Start of Excerpted data
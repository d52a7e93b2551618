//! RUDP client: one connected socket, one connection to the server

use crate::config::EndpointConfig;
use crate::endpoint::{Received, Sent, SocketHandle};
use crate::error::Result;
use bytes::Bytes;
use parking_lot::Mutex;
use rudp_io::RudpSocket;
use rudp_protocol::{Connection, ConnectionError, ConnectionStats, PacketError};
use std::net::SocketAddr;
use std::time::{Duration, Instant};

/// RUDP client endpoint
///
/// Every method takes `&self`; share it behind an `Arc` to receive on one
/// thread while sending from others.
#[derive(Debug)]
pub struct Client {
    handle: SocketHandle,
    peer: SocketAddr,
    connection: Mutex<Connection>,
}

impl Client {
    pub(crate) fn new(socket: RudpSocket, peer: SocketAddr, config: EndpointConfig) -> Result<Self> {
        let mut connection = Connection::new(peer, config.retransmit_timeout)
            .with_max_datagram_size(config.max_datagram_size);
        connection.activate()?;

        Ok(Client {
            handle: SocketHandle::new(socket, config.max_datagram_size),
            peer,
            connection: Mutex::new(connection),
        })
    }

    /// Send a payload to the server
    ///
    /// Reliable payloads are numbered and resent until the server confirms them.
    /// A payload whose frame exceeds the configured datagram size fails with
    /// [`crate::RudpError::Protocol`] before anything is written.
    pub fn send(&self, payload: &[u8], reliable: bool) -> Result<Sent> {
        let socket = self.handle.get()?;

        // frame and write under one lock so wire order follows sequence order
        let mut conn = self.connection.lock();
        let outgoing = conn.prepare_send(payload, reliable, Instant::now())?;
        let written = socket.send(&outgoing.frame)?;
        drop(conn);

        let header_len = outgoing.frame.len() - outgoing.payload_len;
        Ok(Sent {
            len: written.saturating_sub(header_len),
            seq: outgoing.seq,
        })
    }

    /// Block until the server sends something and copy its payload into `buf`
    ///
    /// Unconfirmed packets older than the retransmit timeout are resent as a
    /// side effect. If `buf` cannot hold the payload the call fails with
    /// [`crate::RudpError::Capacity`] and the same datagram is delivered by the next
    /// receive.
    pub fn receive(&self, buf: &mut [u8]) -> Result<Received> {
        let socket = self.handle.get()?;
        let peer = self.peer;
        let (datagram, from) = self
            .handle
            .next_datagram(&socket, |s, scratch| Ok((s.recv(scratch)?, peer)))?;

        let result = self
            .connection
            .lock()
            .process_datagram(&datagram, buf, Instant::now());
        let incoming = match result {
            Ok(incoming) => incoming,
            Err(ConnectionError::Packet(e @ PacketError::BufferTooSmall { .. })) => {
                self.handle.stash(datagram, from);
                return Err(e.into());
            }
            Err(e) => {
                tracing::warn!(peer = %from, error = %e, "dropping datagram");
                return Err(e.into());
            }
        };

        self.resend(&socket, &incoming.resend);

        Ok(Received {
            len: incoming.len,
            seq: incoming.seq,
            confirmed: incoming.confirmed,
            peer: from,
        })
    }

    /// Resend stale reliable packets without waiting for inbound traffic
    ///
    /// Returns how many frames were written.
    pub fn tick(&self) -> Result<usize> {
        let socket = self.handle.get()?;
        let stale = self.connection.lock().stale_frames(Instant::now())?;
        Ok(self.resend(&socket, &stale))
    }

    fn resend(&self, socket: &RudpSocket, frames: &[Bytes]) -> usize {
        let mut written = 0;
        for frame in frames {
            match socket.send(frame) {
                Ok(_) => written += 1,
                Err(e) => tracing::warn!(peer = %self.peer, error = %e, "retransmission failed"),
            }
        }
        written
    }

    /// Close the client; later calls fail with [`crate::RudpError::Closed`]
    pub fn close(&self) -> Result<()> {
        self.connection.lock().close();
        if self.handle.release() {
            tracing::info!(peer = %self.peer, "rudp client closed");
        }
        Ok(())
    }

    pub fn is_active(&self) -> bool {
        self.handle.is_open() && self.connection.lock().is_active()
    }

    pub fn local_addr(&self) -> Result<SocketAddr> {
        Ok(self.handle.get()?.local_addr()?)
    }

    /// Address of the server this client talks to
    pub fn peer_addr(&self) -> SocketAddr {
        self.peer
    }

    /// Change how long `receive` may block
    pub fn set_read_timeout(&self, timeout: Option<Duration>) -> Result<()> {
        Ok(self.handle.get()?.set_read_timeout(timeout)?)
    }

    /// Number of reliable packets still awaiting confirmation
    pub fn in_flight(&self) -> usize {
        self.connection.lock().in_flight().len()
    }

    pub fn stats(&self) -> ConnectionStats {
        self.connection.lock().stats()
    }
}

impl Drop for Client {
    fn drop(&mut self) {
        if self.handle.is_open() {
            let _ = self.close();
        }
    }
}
End of Excerpted data
Start of Excerpted data
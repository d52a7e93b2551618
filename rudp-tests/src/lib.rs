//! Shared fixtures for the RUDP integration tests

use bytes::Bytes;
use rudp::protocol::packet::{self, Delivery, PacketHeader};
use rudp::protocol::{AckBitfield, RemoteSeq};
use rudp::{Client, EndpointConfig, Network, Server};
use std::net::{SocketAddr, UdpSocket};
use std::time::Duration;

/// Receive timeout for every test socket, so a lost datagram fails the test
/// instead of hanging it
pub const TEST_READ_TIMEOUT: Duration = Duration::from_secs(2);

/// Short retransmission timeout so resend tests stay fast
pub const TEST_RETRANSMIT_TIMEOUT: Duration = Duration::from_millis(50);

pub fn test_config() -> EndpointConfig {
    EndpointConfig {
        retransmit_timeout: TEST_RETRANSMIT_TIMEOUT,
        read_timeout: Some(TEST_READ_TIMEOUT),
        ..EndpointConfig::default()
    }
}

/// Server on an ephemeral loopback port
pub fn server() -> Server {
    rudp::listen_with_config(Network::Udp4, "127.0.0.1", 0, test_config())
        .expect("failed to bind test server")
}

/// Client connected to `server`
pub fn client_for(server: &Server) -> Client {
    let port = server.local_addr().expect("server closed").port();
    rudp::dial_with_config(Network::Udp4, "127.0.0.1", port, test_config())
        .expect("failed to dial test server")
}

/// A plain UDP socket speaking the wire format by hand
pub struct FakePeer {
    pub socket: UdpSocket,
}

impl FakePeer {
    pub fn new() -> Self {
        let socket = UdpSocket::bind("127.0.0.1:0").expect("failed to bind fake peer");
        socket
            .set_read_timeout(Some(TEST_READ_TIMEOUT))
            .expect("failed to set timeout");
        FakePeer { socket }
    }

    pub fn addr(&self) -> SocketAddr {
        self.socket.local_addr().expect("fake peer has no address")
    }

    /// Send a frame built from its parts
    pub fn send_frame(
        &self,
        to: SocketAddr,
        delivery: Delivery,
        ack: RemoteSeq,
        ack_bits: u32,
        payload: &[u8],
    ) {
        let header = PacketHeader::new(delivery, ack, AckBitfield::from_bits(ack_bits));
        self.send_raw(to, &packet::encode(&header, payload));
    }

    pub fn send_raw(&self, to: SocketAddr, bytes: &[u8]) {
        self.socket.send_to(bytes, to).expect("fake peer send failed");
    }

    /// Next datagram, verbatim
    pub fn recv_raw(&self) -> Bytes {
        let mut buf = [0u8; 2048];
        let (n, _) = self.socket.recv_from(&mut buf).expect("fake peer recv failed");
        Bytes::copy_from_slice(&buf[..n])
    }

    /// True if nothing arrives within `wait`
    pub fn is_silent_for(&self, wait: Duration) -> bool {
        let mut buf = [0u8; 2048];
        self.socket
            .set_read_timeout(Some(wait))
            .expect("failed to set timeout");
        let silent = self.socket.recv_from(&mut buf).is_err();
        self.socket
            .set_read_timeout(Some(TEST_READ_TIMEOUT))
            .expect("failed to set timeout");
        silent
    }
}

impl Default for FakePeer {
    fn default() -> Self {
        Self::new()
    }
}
End of Excerpted data
▶ **Your objective**
Write out exactly the lines that fall from the line with "#[derive(Debug)]" to the line with "conn.prepare_send(payload, reliable, Instant::now())?;" in the records above, keeping both ends.

▶ **Response area**
#[derive(Debug)]
pub struct Client {
    handle: SocketHandle,
    peer: SocketAddr,
    connection: Mutex<Connection>,
}

impl Client {
    pub(crate) fn new(socket: RudpSocket, peer: SocketAddr, config: EndpointConfig) -> Result<Self> {
        let mut connection = Connection::new(peer, config.retransmit_timeout)
            .with_max_datagram_size(config.max_datagram_size);
        connection.activate()?;

        Ok(Client {
            handle: SocketHandle::new(socket, config.max_datagram_size),
            peer,
            connection: Mutex::new(connection),
        })
    }

    /// Send a payload to the server
    ///
    /// Reliable payloads are numbered and resent until the server confirms them.
    /// A payload whose frame exceeds the configured datagram size fails with
    /// [`crate::RudpError::Protocol`] before anything is written.
    pub fn send(&self, payload: &[u8], reliable: bool) -> Result<Sent> {
        let socket = self.handle.get()?;

        // frame and write under one lock so wire order follows sequence order
        let mut conn = self.connection.lock();
        let outgoing = conn.prepare_send(payload, reliable, Instant::now())?;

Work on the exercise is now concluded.